The Cyrus Cylinder dates back to the 6th Century BC and is regarded as the world's first declaration of rights.
The British Museum says it needs to keep the artefact until the summer in order to continue its research.
But the head of Iran's state cultural organisation said the move was unacceptable and politically motivated.
"The Cultural Heritage Organisation has cut all its relations and co-operation with the British Museum," said the head of the organisation, Hamid Baqaie, according to Reuters news agency.
He said his organisation would send a letter of complaint to the UN's cultural body, Unesco, and suggested Iran would incur considerable costs because of the delay.
Symbol of early rights
He also threatened to write to all world museums to caution them against working with the British Museum.
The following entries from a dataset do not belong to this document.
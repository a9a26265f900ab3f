//! Unified error types for the usagi core.
//!
//! The taxonomy is deliberately small: transport faults, API call faults,
//! media resolution faults, and handler faults. None of these should ever
//! escape the process; callers recover locally or log and move on.

use thiserror::Error;

// =============================================================================
// Transport Errors
// =============================================================================

/// Errors that can occur on the gateway connection.
#[derive(Debug, Clone, Error)]
pub enum TransportError {
    /// Connection failed.
    #[error("connection failed: {url} - {reason}")]
    ConnectionFailed {
        /// The URL that failed to connect.
        url: String,
        /// Reason for failure.
        reason: String,
    },

    /// Connection closed.
    #[error("connection closed: {reason}")]
    ConnectionClosed {
        /// Reason for closure.
        reason: String,
    },

    /// Frame send failed.
    #[error("failed to send frame: {0}")]
    SendFailed(String),

    /// The gateway rejected the session handshake.
    #[error("session handshake failed: {0}")]
    Handshake(String),

    /// Invalid configuration.
    #[error("invalid transport configuration: {0}")]
    InvalidConfig(String),

    /// I/O error.
    #[error("I/O error: {0}")]
    Io(String),
}

impl From<std::io::Error> for TransportError {
    fn from(err: std::io::Error) -> Self {
        Self::Io(err.to_string())
    }
}

// =============================================================================
// Api Errors
// =============================================================================

/// Errors surfaced to callers of correlated gateway commands.
#[derive(Debug, Clone, Error)]
pub enum ApiError {
    /// The reply did not arrive before the deadline.
    #[error("API call timed out")]
    Timeout,

    /// The connection went away while the call was pending.
    #[error("not connected to the gateway")]
    NotConnected,

    /// The gateway returned a malformed or error reply.
    #[error("protocol error: {0}")]
    Protocol(String),

    /// Underlying transport error.
    #[error(transparent)]
    Transport(#[from] TransportError),

    /// Serialization failure while encoding a frame.
    #[error("serialization error: {0}")]
    Serialize(String),
}

impl From<serde_json::Error> for ApiError {
    fn from(err: serde_json::Error) -> Self {
        Self::Serialize(err.to_string())
    }
}

// =============================================================================
// Resolve Errors
// =============================================================================

/// Errors from resolving a media reference to a protocol resource id.
///
/// A resolve failure aborts the enclosing chain build; the owning handler
/// decides whether to retry or to notify the user.
#[derive(Debug, Clone, Error)]
pub enum ResolveError {
    /// Reading a media file from disk failed.
    #[error("failed to read media file '{path}': {reason}")]
    Read {
        /// Path that failed to read.
        path: String,
        /// Reason for failure.
        reason: String,
    },

    /// The upload collaborator rejected the media.
    #[error("media upload failed: {0}")]
    Upload(String),

    /// Voice transcoding failed.
    #[error("voice encode failed: {0}")]
    Encode(String),

    /// Text-to-image rendering failed.
    #[error("text render failed: {0}")]
    Render(String),

    /// A chain element was serialized while still unresolved.
    ///
    /// Indicates a bug in the build path rather than a runtime condition.
    #[error("chain element serialized before resolution")]
    Unresolved,
}

// =============================================================================
// Handler Errors
// =============================================================================

/// Errors raised inside a registered handler.
///
/// Caught at the dispatcher boundary, logged with context, and never allowed
/// to affect other handlers or the connection.
#[derive(Debug, Error)]
pub enum HandlerError {
    /// A gateway call made by the handler failed.
    #[error(transparent)]
    Api(#[from] ApiError),

    /// Media resolution inside the handler failed.
    #[error(transparent)]
    Resolve(#[from] ResolveError),

    /// Anything else the handler wants to surface.
    #[error("handler error: {0}")]
    Other(String),
}

impl HandlerError {
    /// Creates a handler error from a message.
    pub fn other(msg: impl Into<String>) -> Self {
        Self::Other(msg.into())
    }
}

// =============================================================================
// Result Type Aliases
// =============================================================================

/// Result type for transport operations.
pub type TransportResult<T> = Result<T, TransportError>;

/// Result type for correlated gateway commands.
pub type ApiResult<T> = Result<T, ApiError>;

/// Result type for media resolution.
pub type ResolveResult<T> = Result<T, ResolveError>;

/// Result type for handler bodies.
pub type HandlerResult<T> = Result<T, HandlerError>;
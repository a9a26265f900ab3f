//! Configuration loader using figment.
//!
//! Sources are layered, later ones overriding earlier ones:
//!
//! 1. Built-in defaults
//! 2. Config file (`usagi.toml` / `config.toml`, searched in the current
//!    directory and the user config directory)
//! 3. Environment variables (`USAGI_*`)
//!
//! Environment variables use the `USAGI_` prefix with `__` as separator:
//!
//! - `USAGI_LOGGING__LEVEL=debug` → `logging.level = "debug"`
//! - `USAGI_GATEWAY__VERIFY_KEY=xxx` → `gateway.verify_key = "xxx"`

use std::path::{Path, PathBuf};

use figment::Figment;
use figment::providers::{Env, Serialized};
#[cfg(feature = "toml-config")]
use figment::providers::{Format, Toml};
use tracing::{debug, info, trace, warn};

use super::error::{ConfigError, ConfigResult};
use super::schema::UsagiConfig;

/// Configuration loader with figment-based multi-source support.
///
/// # Example
///
/// ```rust,ignore
/// let config = ConfigLoader::new()
///     .file("usagi.toml")
///     .load()?;
/// ```
pub struct ConfigLoader {
    /// Base figment instance for programmatic overrides.
    figment: Figment,
    /// Search paths for configuration files.
    search_paths: Vec<PathBuf>,
    /// Whether to load environment variables.
    load_env: bool,
    /// Specific config file to load (overrides search).
    config_file: Option<PathBuf>,
}

impl Default for ConfigLoader {
    fn default() -> Self {
        Self::new()
    }
}

impl ConfigLoader {
    /// Creates a new configuration loader with defaults.
    pub fn new() -> Self {
        Self {
            figment: Figment::new(),
            search_paths: Vec::new(),
            load_env: true,
            config_file: None,
        }
    }

    /// Adds a search path for configuration files.
    pub fn search_path<P: AsRef<Path>>(mut self, path: P) -> Self {
        self.search_paths.push(path.as_ref().to_path_buf());
        self
    }

    /// Sets a specific configuration file to load.
    pub fn file<P: AsRef<Path>>(mut self, path: P) -> Self {
        self.config_file = Some(path.as_ref().to_path_buf());
        self
    }

    /// Disables loading environment variables.
    pub fn without_env(mut self) -> Self {
        self.load_env = false;
        self
    }

    /// Merges additional configuration programmatically.
    pub fn merge(mut self, config: UsagiConfig) -> Self {
        self.figment = self.figment.merge(Serialized::defaults(config));
        self
    }

    /// Loads and returns the configuration.
    pub fn load(self) -> ConfigResult<UsagiConfig> {
        let figment = self.build_figment()?;

        let config: UsagiConfig = figment
            .extract()
            .map_err(|e| ConfigError::Parse(e.to_string()))?;

        if config.gateway.account == 0 {
            warn!("gateway.account is not set; the gateway handshake will fail");
        }
        debug!(
            account = config.gateway.account,
            level = %config.logging.level,
            "configuration loaded"
        );

        Ok(config)
    }

    fn build_figment(mut self) -> ConfigResult<Figment> {
        let mut figment = Figment::from(Serialized::defaults(UsagiConfig::default()));

        let user_figment = std::mem::take(&mut self.figment);
        figment = figment.merge(user_figment);

        if let Some(path) = &self.config_file {
            if !path.exists() {
                return Err(ConfigError::FileNotFound(path.clone()));
            }
            info!(path = %path.display(), "loading configuration file");
            figment = Self::merge_config_file(figment, path)?;
        } else {
            figment = self.load_config_files(figment);
        }

        if self.load_env {
            trace!("loading environment variables with USAGI_ prefix");
            figment = figment.merge(
                Env::prefixed("USAGI_")
                    .split("__")
                    .map(|key| key.as_str().replace("__", ".").into()),
            );
        }

        Ok(figment)
    }

    /// Merges a single config file into the figment, dispatching on extension.
    fn merge_config_file(figment: Figment, path: &Path) -> ConfigResult<Figment> {
        let ext = path.extension().and_then(|e| e.to_str()).unwrap_or("");
        match ext {
            #[cfg(feature = "toml-config")]
            "toml" => Ok(figment.merge(Toml::file(path))),
            _ => Err(ConfigError::Parse(format!(
                "unsupported or disabled configuration file format: .{ext}"
            ))),
        }
    }

    fn resolve_search_paths(&self) -> Vec<PathBuf> {
        if !self.search_paths.is_empty() {
            return self.search_paths.clone();
        }
        let mut paths = Vec::new();
        if let Ok(cwd) = std::env::current_dir() {
            paths.push(cwd);
        }
        if let Some(config_dir) = dirs::config_dir() {
            paths.push(config_dir.join("usagi"));
        }
        paths
    }

    /// Searches for and loads the first configuration file found.
    fn load_config_files(&self, mut figment: Figment) -> Figment {
        #[cfg(feature = "toml-config")]
        for search_path in self.resolve_search_paths() {
            for base_name in ["usagi.toml", "config.toml"] {
                let path = search_path.join(base_name);
                if path.exists() {
                    info!(path = %path.display(), "loading configuration file");
                    return figment.merge(Toml::file(path));
                }
            }
        }
        warn!("no configuration file found, using defaults");
        figment
    }
}

// =============================================================================
// Tests
// =============================================================================

#[cfg(test)]
mod tests {
    use super::*;

    #[test]
    fn defaults_load_without_sources() {
        let config = ConfigLoader::new()
            .search_path("/nonexistent")
            .without_env()
            .load()
            .unwrap();

        assert_eq!(config.logging.level, "info");
        assert_eq!(config.chain.convert_length, 100);
        assert!(config.gateway.auto_reconnect);
    }

    #[test]
    fn missing_explicit_file_is_an_error() {
        let err = ConfigLoader::new()
            .file("/nonexistent/usagi.toml")
            .without_env()
            .load()
            .unwrap_err();
        assert!(matches!(err, ConfigError::FileNotFound(_)));
    }

    #[test]
    fn programmatic_merge_overrides_defaults() {
        let mut overrides = UsagiConfig::default();
        overrides.gateway.account = 123456;
        overrides.chain.convert_length = 60;

        let config = ConfigLoader::new()
            .search_path("/nonexistent")
            .without_env()
            .merge(overrides)
            .load()
            .unwrap();

        assert_eq!(config.gateway.account, 123456);
        assert_eq!(config.chain.convert_length, 60);
    }
}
In September, the British Museum said it would have to delay handing over the 2,500-year-old clay cylinder due to unspecified "practicalities".
But, last month, the museum said the reason it needed to keep the object was in order to compare it with two recently discovered tablets, thought to be from the same period.
The cylinder was ordered to be made by Persian king Cyrus following the conquest of Babylon.
Covered in tiny lettering called cuneiform, it is said to represent the first bill of rights and encapsulate religious tolerance.